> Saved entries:
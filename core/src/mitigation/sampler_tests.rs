//! Tests for mitigation sampling
//!
//! Verifies that:
//! - Sampling covers every second of the fight, both endpoints included
//! - Dynamic resistance follows buff/debuff windows tick by tick
//! - Max/average reduce the raw series and headlines convert afterwards

use std::collections::HashMap;

use bulwark_types::{
    CombatEvent, CombatantInfo, Fight, GearPiece, MitigationSettings, PlayerInfo, Role,
};

use super::*;
use crate::intervals::{IntervalSet, reconstruct_intervals};

// ═══════════════════════════════════════════════════════════════════════════
// Test Helpers
// ═══════════════════════════════════════════════════════════════════════════

const PLAYER: i64 = 1;
const SET: i64 = 7;
const BREACH: i64 = 17_906;

fn player(id: i64) -> PlayerInfo {
    PlayerInfo {
        id,
        name: format!("Player {id}"),
        role: Role::Tank,
        class_name: "Nightblade".to_string(),
    }
}

fn full_set() -> CombatantInfo {
    CombatantInfo {
        gear: (0..5).map(|_| GearPiece::of_set(SET)).collect(),
        auras: vec![],
    }
}

/// 5-piece set worth 2000, Major Resolve buff, Breach debuff (negative effect
/// is not modeled, it just contributes its value).
fn catalog() -> SourceCatalog {
    SourceCatalog::new(vec![
        CatalogEntry::new(
            "Set",
            MitigationSource::Gear {
                set_id: SET,
                number_of_pieces: 5,
                resistance_value: 2_000,
            },
        ),
        CatalogEntry::new(
            "Major Resolve",
            MitigationSource::Buff {
                ability_id: MAJOR_RESOLVE,
                resistance_value: 5_948,
            },
        ),
        CatalogEntry::new(
            "Breach",
            MitigationSource::Debuff {
                ability_id: BREACH,
                resistance_value: 1_000,
            },
        ),
    ])
}

fn sampler(conversion: Conversion) -> MitigationSampler {
    MitigationSampler::new(catalog(), ComputedRegistry::new(), conversion)
}

fn linear() -> Conversion {
    Conversion::new(LinearConversion::default())
}

fn windows(events: &[CombatEvent], fight: &Fight) -> IntervalSet {
    reconstruct_intervals(events, fight.end_time)
}

// ═══════════════════════════════════════════════════════════════════════════
// Tick Layout
// ═══════════════════════════════════════════════════════════════════════════

#[test]
fn test_samples_include_both_endpoints() {
    let fight = Fight::new(1_000, 11_000);
    let none = IntervalSet::default();
    let summary = sampler(linear()).summarize(&fight, &player(PLAYER), &full_set(), &none, &none);

    assert_eq!(summary.samples.len(), 11);
    assert_eq!(summary.samples[0].timestamp, 1_000);
    assert_eq!(summary.samples[0].relative_time_seconds, 0);
    assert_eq!(summary.samples[10].timestamp, 11_000);
    assert_eq!(summary.samples[10].relative_time_seconds, 10);
}

#[test]
fn test_partial_second_rounds_up() {
    let fight = Fight::new(0, 10_500);
    let none = IntervalSet::default();
    let summary = sampler(linear()).summarize(&fight, &player(PLAYER), &full_set(), &none, &none);
    assert_eq!(summary.samples.len(), 12);
}

#[test]
fn test_zero_length_fight_yields_single_sample() {
    let fight = Fight::new(5_000, 5_000);
    let none = IntervalSet::default();
    let summary = sampler(linear()).summarize(&fight, &player(PLAYER), &full_set(), &none, &none);

    assert_eq!(summary.samples.len(), 1);
    assert_eq!(summary.max_dynamic_resistance, 0);
    assert_eq!(summary.average_dynamic_resistance, 0.0);
}

// ═══════════════════════════════════════════════════════════════════════════
// Static & Dynamic Components
// ═══════════════════════════════════════════════════════════════════════════

#[test]
fn test_static_resistance_constant_across_ticks() {
    let fight = Fight::new(0, 5_000);
    let none = IntervalSet::default();
    let summary = sampler(linear()).summarize(&fight, &player(PLAYER), &full_set(), &none, &none);

    assert_eq!(summary.static_resistance, 2_000);
    assert!(summary.samples.iter().all(|s| s.static_resistance == 2_000));
    assert!(summary.samples.iter().all(|s| s.dynamic_resistance == 0));
}

#[test]
fn test_dynamic_follows_buff_window() {
    let fight = Fight::new(0, 10_000);
    let buffs = windows(
        &[
            CombatEvent::apply(2_000, PLAYER, MAJOR_RESOLVE),
            CombatEvent::remove(5_000, PLAYER, MAJOR_RESOLVE),
        ],
        &fight,
    );
    let none = IntervalSet::default();
    let summary = sampler(linear()).summarize(&fight, &player(PLAYER), &full_set(), &buffs, &none);

    let dynamic: Vec<u32> = summary.samples.iter().map(|s| s.dynamic_resistance).collect();
    assert_eq!(
        dynamic,
        vec![0, 0, 5_948, 5_948, 5_948, 5_948, 0, 0, 0, 0, 0]
    );
    assert_eq!(summary.max_dynamic_resistance, 5_948);
    assert!((summary.average_dynamic_resistance - 4.0 * 5_948.0 / 11.0).abs() < 1e-9);
}

#[test]
fn test_debuff_sources_read_debuff_stream() {
    let fight = Fight::new(0, 2_000);
    // Breach shows up in the buff stream too; only the debuff stream counts
    let buffs = windows(&[CombatEvent::apply(0, PLAYER, BREACH)], &fight);
    let debuffs = reconstruct_intervals(&[CombatEvent::apply(1_000, PLAYER, BREACH)], fight.end_time);

    let summary =
        sampler(linear()).summarize(&fight, &player(PLAYER), &full_set(), &buffs, &debuffs);
    let dynamic: Vec<u32> = summary.samples.iter().map(|s| s.dynamic_resistance).collect();
    assert_eq!(dynamic, vec![0, 1_000, 1_000]);
}

#[test]
fn test_other_players_buffs_do_not_count() {
    let fight = Fight::new(0, 3_000);
    let buffs = windows(&[CombatEvent::apply(0, PLAYER + 1, MAJOR_RESOLVE)], &fight);
    let none = IntervalSet::default();
    let summary = sampler(linear()).summarize(&fight, &player(PLAYER), &full_set(), &buffs, &none);
    assert_eq!(summary.max_dynamic_resistance, 0);
}

#[test]
fn test_sample_percent_converts_total() {
    let fight = Fight::new(0, 1_000);
    let buffs = windows(&[CombatEvent::apply(1_000, PLAYER, MAJOR_RESOLVE)], &fight);
    let none = IntervalSet::default();
    let summary = sampler(linear()).summarize(&fight, &player(PLAYER), &full_set(), &buffs, &none);

    assert!((summary.samples[0].damage_reduction_percent - 2_000.0 / 660.0).abs() < 1e-9);
    assert_eq!(summary.samples[1].total_resistance(), 7_948);
    assert!((summary.samples[1].damage_reduction_percent - 7_948.0 / 660.0).abs() < 1e-9);
}

// ═══════════════════════════════════════════════════════════════════════════
// Reductions & Headlines
// ═══════════════════════════════════════════════════════════════════════════

#[test]
fn test_max_at_least_average() {
    let fight = Fight::new(0, 20_000);
    let buffs = windows(
        &[
            CombatEvent::apply(0, PLAYER, MAJOR_RESOLVE),
            CombatEvent::remove(3_000, PLAYER, MAJOR_RESOLVE),
            CombatEvent::apply(9_000, PLAYER, MAJOR_RESOLVE),
        ],
        &fight,
    );
    let debuffs = reconstruct_intervals(&[CombatEvent::apply(4_000, PLAYER, BREACH)], fight.end_time);
    let summary =
        sampler(linear()).summarize(&fight, &player(PLAYER), &full_set(), &buffs, &debuffs);

    assert!(summary.max_dynamic_resistance as f64 >= summary.average_dynamic_resistance);
    assert!(summary.average_dynamic_resistance >= 0.0);
}

#[test]
fn test_headline_converts_after_reduction() {
    // Strongly non-linear: square root curve
    let conversion = Conversion::new(|r: f64| (r.max(0.0).sqrt() / 2.0).min(99.0));
    let fight = Fight::new(0, 3_000);
    let buffs = windows(
        &[
            CombatEvent::apply(0, PLAYER, MAJOR_RESOLVE),
            CombatEvent::remove(1_000, PLAYER, MAJOR_RESOLVE),
        ],
        &fight,
    );
    let none = IntervalSet::default();
    let summary = sampler(conversion.clone()).summarize(
        &fight,
        &player(PLAYER),
        &full_set(),
        &buffs,
        &none,
    );

    let expected_avg = conversion.convert(2_000.0 + summary.average_dynamic_resistance);
    let mean_of_percents = summary
        .samples
        .iter()
        .map(|s| s.damage_reduction_percent)
        .sum::<f64>()
        / summary.samples.len() as f64;

    assert!((summary.average_percent(&conversion) - expected_avg).abs() < 1e-9);
    assert!((summary.average_percent(&conversion) - mean_of_percents).abs() > 1e-6);
    assert!(
        (summary.max_percent(&conversion) - conversion.convert(2_000.0 + 5_948.0)).abs() < 1e-9
    );
    assert!((summary.static_percent(&conversion) - conversion.convert(2_000.0)).abs() < 1e-9);
}

// ═══════════════════════════════════════════════════════════════════════════
// Roster
// ═══════════════════════════════════════════════════════════════════════════

#[test]
fn test_roster_skips_players_without_info() {
    let fight = Fight::new(0, 2_000);
    let players = vec![player(3), player(1), player(2)];
    let info: HashMap<i64, CombatantInfo> =
        [(1, full_set()), (3, CombatantInfo::default())].into_iter().collect();
    let none = IntervalSet::default();

    let summaries = sampler(linear()).summarize_roster(&fight, &players, &info, &none, &none);
    let ids: Vec<i64> = summaries.iter().map(|s| s.player_id).collect();
    assert_eq!(ids, vec![3, 1]);
    assert_eq!(summaries[0].static_resistance, 0);
    assert_eq!(summaries[1].static_resistance, 2_000);
}

#[test]
fn test_settings_reject_invalid_conversion() {
    let settings = MitigationSettings {
        conversion: bulwark_types::ConversionConfig::Linear {
            resistance_per_percent: -1.0,
            cap_percent: 50.0,
        },
        include_computed_in_static: false,
    };
    let result = MitigationSampler::from_settings(catalog(), ComputedRegistry::new(), &settings);
    assert!(matches!(result, Err(ConversionError::NonPositiveRatio(_))));
}

#[test]
fn test_computed_sources_opt_into_static() {
    let catalog = SourceCatalog::builtin();
    let info = CombatantInfo {
        gear: (0..5)
            .map(|i| GearPiece {
                set_id: 0,
                armor_type: bulwark_types::ArmorType::Heavy,
                slot: Some(
                    [
                        bulwark_types::GearSlot::Head,
                        bulwark_types::GearSlot::Chest,
                        bulwark_types::GearSlot::Legs,
                        bulwark_types::GearSlot::Feet,
                        bulwark_types::GearSlot::Hands,
                    ][i],
                ),
            })
            .collect(),
        auras: vec![],
    };
    let fight = Fight::new(0, 1_000);
    let none = IntervalSet::default();

    let default = MitigationSampler::new(catalog.clone(), ComputedRegistry::builtin(), linear());
    let summary = default.summarize(&fight, &player(PLAYER), &info, &none, &none);
    assert_eq!(summary.static_resistance, 0);

    let opted_in = MitigationSampler::new(catalog, ComputedRegistry::builtin(), linear())
        .include_computed_in_static(true);
    let summary = opted_in.summarize(&fight, &player(PLAYER), &info, &none, &none);
    // Armor 2425*3 + 2772 + 1386, Constitution 5*1320, Armor Focus 3960
    assert_eq!(summary.static_resistance, 11_433 + 6_600 + 3_960);
}
//! Effect interval reconstruction and activation queries
//!
//! This module provides:
//! - **Reconstruction**: Turns sparse apply/remove log entries into closed
//!   "effect active" windows per (target, ability)
//! - **Lookup**: Point-in-time and range queries over those windows
//!
//! # Architecture
//!
//! ```text
//! ┌─────────────────────────────────────────────────────────────────┐
//! │                 CombatEvent stream (any order)                   │
//! │   apply 0ms ─ apply 1000ms ─ remove 2000ms ─ apply 7000ms        │
//! └─────────────────────────────────────────────────────────────────┘
//!                              │
//!                    reconstruct_intervals()
//!                              │
//!                              ▼
//! ┌─────────────────────────────────────────────────────────────────┐
//! │                  IntervalSet (per target+ability)                │
//! │   [0, 2000]  [7000, fight_end]          applications = 2         │
//! └─────────────────────────────────────────────────────────────────┘
//!                              │
//!                              ▼
//!              ActivationLookup (is_active_at / was_ever_active_on)
//! ```

mod lookup;
mod reconstruct;


pub use lookup::{ActivationLookup, TimeWindow};
pub use reconstruct::{Interval, IntervalGroup, IntervalKey, IntervalSet, reconstruct_intervals};
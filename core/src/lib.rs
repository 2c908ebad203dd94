pub mod analysis;
pub mod catalog;
pub mod intervals;
pub mod mitigation;
pub mod uptime;

// Re-exports for convenience
pub use analysis::FightAnalyzer;
pub use catalog::{CatalogError, load_catalog_file, load_catalog_str};
pub use intervals::{
    ActivationLookup, Interval, IntervalGroup, IntervalKey, IntervalSet, TimeWindow,
    reconstruct_intervals,
};
pub use mitigation::{
    CatalogEntry, ComputedRegistry, Conversion, ConversionError, DiminishingConversion,
    LinearConversion, MitigationHeadline, MitigationSampler, MitigationSource, PlayerContext,
    ResistanceConversion, SourceActivationEvaluator, SourceCatalog, StaticResistanceCalculator,
};
pub use uptime::UptimeAggregator;

pub use bulwark_types as types;
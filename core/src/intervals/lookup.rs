//! Activation queries over a reconstructed interval set

use super::{Interval, IntervalKey, IntervalSet};

/// Inclusive time window in log milliseconds
#[derive(Debug, Clone, Copy, PartialEq, Eq)]
pub struct TimeWindow {
    pub start: i64,
    pub end: i64,
}

impl TimeWindow {
    pub fn new(start: i64, end: i64) -> Self {
        Self { start, end }
    }
}

/// Read-only "was this active" view over an [`IntervalSet`].
///
/// Intervals per pair are sorted and non-overlapping, so both their starts
/// and their ends are ascending and every query is a binary search.
#[derive(Debug, Clone, Copy)]
pub struct ActivationLookup<'a> {
    set: &'a IntervalSet,
}

impl<'a> ActivationLookup<'a> {
    pub fn new(set: &'a IntervalSet) -> Self {
        Self { set }
    }

    /// Sorted intervals for a pair (empty if it was never active)
    pub fn intervals_for(&self, target_id: i64, ability_id: i64) -> &'a [Interval] {
        self.set
            .get(&IntervalKey::new(target_id, ability_id))
            .map(|g| g.intervals.as_slice())
            .unwrap_or(&[])
    }

    /// True iff some interval for the pair contains `timestamp` (bounds inclusive)
    pub fn is_active_at(&self, target_id: i64, ability_id: i64, timestamp: i64) -> bool {
        let intervals = self.intervals_for(target_id, ability_id);
        let after = intervals.partition_point(|i| i.start <= timestamp);
        after > 0 && intervals[after - 1].end >= timestamp
    }

    /// True iff any interval for the pair intersects `window`.
    /// `None` means the whole fight.
    pub fn was_ever_active_on(
        &self,
        target_id: i64,
        ability_id: i64,
        window: Option<TimeWindow>,
    ) -> bool {
        let intervals = self.intervals_for(target_id, ability_id);
        match window {
            None => !intervals.is_empty(),
            Some(w) => {
                let first = intervals.partition_point(|i| i.end < w.start);
                intervals.get(first).is_some_and(|i| i.start <= w.end)
            }
        }
    }

    /// Targets with at least one interval for `ability_id`, ascending
    pub fn targets_with(&self, ability_id: i64) -> Vec<i64> {
        let mut targets: Vec<i64> = self
            .set
            .iter()
            .filter(|(key, _)| key.ability_id == ability_id)
            .map(|(key, _)| key.target_id)
            .collect();
        targets.sort_unstable();
        targets
    }
}
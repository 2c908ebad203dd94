//! Fight-invariant resistance

use bulwark_types::{SourceKind, SourceState};

/// Sums the static part of a player's evaluated sources.
///
/// Aura and gear entries always count when active. Computed entries count
/// only when `include_computed` is set. Buffs and debuffs never count here.
#[derive(Debug, Clone, Copy, Default)]
pub struct StaticResistanceCalculator {
    include_computed: bool,
}

impl StaticResistanceCalculator {
    pub fn new(include_computed: bool) -> Self {
        Self { include_computed }
    }

    pub fn counts(&self, kind: SourceKind) -> bool {
        kind.is_static() || (self.include_computed && kind == SourceKind::Computed)
    }

    pub fn total(&self, states: &[SourceState]) -> u32 {
        states
            .iter()
            .filter(|s| s.is_active && self.counts(s.kind))
            .fold(0u32, |acc, s| acc.saturating_add(s.resistance_value))
    }
}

> WHAT TO WORK ON: Match on "GearSlot" and report each line of the data above that has it.

> RESPONSE BELOW:
                        bulwark_types::GearSlot::Head,
                        bulwark_types::GearSlot::Chest,
                        bulwark_types::GearSlot::Legs,
                        bulwark_types::GearSlot::Feet,
                        bulwark_types::GearSlot::Hands,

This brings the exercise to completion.